Information shown -
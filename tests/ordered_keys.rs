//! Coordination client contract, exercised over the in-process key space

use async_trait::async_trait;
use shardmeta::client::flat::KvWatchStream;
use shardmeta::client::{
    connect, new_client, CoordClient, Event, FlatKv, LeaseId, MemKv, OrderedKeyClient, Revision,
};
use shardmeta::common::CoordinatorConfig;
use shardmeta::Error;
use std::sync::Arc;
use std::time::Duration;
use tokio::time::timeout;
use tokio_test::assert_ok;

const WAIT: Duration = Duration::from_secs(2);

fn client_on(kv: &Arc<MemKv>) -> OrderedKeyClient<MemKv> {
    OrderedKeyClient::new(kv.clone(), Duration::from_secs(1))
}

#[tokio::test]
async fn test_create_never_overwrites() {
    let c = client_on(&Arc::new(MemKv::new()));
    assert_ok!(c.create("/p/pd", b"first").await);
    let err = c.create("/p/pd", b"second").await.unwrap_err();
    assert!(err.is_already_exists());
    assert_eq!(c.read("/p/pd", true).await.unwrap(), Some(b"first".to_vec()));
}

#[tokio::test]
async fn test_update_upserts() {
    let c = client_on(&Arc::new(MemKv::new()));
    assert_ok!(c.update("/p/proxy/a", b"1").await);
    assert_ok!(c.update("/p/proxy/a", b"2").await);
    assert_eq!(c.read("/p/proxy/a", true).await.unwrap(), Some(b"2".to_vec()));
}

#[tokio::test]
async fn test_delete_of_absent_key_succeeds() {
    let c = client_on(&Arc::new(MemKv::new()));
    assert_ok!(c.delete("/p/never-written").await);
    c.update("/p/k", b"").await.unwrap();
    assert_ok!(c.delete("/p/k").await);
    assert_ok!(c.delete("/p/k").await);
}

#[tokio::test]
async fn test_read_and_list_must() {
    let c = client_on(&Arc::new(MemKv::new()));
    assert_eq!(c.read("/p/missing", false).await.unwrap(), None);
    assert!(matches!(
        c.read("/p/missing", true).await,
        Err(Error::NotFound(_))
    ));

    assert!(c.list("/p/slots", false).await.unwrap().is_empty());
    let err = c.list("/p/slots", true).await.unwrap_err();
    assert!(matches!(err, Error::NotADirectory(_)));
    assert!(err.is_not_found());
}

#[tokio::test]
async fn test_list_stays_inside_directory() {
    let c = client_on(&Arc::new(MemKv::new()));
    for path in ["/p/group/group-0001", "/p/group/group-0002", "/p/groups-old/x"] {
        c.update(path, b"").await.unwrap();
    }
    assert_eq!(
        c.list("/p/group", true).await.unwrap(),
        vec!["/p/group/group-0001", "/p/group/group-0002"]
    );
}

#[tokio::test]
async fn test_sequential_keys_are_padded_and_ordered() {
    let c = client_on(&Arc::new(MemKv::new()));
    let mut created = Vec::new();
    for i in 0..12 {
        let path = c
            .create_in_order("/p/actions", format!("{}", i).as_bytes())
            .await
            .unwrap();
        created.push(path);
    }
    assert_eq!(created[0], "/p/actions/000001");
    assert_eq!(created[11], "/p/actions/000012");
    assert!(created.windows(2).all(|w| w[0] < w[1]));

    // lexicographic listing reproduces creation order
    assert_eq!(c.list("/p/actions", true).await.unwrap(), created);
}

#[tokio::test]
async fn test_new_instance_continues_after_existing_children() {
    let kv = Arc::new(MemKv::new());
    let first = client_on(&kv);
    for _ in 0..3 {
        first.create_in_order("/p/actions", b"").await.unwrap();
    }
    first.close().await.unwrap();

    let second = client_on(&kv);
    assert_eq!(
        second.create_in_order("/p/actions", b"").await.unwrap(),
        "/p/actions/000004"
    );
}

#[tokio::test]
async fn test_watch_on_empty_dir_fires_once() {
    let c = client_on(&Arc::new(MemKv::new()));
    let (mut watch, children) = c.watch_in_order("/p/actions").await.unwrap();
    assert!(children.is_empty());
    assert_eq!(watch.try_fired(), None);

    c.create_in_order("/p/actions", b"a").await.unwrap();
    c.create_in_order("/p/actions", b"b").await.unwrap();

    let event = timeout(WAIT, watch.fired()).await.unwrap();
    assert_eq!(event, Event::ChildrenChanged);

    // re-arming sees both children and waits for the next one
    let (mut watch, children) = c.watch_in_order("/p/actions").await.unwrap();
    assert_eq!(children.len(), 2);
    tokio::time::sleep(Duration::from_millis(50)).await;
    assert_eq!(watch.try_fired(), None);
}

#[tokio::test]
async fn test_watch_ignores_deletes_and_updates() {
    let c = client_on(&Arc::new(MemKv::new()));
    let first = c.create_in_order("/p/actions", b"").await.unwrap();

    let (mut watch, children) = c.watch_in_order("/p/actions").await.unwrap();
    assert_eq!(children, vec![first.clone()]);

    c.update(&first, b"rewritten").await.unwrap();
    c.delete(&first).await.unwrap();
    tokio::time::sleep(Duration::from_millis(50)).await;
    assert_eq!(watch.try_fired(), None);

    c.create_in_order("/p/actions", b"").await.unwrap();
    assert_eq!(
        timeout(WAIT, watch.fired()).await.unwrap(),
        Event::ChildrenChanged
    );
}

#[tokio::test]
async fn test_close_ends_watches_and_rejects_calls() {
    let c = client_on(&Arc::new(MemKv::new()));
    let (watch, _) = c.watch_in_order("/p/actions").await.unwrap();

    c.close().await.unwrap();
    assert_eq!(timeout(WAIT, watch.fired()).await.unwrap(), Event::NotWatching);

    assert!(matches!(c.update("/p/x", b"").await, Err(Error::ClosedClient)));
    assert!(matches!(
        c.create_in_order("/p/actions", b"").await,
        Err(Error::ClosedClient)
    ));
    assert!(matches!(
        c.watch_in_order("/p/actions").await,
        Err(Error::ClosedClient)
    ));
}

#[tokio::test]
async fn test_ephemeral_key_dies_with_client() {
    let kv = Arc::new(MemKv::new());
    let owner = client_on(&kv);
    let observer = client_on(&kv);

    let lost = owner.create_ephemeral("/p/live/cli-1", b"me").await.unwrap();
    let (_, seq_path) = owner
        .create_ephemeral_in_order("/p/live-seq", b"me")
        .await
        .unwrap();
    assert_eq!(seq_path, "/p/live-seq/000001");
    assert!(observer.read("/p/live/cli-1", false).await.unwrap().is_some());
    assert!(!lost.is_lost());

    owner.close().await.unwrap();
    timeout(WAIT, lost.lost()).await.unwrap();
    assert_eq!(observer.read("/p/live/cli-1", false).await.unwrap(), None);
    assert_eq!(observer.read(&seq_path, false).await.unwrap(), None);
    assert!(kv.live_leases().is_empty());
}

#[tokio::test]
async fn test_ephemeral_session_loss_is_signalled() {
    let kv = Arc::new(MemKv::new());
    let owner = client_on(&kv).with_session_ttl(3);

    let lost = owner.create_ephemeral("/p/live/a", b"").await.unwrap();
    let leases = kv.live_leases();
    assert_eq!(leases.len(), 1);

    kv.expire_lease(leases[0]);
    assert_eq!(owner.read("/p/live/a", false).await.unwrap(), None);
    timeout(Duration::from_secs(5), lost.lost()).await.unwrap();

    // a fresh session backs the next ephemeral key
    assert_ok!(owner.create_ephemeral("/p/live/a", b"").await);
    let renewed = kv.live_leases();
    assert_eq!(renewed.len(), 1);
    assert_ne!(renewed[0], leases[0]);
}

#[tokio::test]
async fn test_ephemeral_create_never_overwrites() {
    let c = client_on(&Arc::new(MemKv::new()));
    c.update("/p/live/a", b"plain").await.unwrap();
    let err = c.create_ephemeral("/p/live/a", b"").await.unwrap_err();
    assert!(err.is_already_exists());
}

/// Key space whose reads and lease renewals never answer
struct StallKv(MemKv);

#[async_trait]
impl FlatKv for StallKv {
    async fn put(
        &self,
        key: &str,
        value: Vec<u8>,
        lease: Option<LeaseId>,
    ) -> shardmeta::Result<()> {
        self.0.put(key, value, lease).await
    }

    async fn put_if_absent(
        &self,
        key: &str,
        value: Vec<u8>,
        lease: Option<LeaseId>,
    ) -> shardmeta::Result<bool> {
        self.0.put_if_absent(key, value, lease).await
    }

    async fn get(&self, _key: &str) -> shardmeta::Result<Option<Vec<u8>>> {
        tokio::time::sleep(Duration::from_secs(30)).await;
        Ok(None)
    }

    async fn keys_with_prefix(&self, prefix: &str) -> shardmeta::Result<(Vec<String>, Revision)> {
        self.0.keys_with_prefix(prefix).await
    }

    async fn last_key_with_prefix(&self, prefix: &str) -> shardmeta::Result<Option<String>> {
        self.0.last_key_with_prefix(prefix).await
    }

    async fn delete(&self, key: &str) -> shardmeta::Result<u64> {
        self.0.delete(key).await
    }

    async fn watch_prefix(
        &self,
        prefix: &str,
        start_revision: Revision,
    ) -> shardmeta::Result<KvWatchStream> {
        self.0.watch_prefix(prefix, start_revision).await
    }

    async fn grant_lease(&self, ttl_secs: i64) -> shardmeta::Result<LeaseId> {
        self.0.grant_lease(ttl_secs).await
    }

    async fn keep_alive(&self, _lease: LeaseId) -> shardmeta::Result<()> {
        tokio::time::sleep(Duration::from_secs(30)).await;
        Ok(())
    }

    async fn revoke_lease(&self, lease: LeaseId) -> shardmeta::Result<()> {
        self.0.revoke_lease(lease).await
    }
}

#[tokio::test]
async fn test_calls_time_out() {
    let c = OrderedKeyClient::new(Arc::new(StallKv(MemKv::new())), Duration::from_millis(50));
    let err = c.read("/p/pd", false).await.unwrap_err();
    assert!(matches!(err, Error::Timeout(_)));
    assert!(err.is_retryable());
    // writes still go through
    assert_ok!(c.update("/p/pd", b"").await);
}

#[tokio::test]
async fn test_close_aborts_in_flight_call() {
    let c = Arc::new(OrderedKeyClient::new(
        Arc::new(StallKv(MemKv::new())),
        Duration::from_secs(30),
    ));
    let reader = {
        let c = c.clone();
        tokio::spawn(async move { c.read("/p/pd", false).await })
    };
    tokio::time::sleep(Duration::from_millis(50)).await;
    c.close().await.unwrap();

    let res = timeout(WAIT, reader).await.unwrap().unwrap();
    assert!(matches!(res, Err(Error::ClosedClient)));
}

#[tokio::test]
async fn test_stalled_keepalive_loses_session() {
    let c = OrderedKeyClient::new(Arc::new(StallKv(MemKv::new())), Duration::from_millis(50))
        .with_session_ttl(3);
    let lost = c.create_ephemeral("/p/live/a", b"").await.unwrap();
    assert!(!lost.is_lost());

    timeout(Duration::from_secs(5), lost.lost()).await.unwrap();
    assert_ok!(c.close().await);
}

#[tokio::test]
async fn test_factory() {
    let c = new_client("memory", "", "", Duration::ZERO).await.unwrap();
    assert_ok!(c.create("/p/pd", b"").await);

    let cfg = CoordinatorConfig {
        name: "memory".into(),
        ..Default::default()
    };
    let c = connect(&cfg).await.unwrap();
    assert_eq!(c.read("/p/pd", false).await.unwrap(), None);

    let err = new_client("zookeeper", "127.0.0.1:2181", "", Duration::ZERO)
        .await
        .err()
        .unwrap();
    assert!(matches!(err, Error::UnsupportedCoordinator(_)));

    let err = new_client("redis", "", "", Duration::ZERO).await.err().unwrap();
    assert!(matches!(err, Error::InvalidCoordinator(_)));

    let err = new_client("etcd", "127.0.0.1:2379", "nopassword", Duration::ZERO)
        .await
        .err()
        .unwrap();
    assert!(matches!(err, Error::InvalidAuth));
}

What is being asked - Starting at the first line of the listing, retype every line up to and including the one with "use shardmeta::Error;".

Exercise output -
filename tests/ordered_keys.rs
//! Coordination client contract, exercised over the in-process key space

use async_trait::async_trait;
use shardmeta::client::flat::KvWatchStream;
use shardmeta::client::{
    connect, new_client, CoordClient, Event, FlatKv, LeaseId, MemKv, OrderedKeyClient, Revision,
};
use shardmeta::common::CoordinatorConfig;
use shardmeta::Error;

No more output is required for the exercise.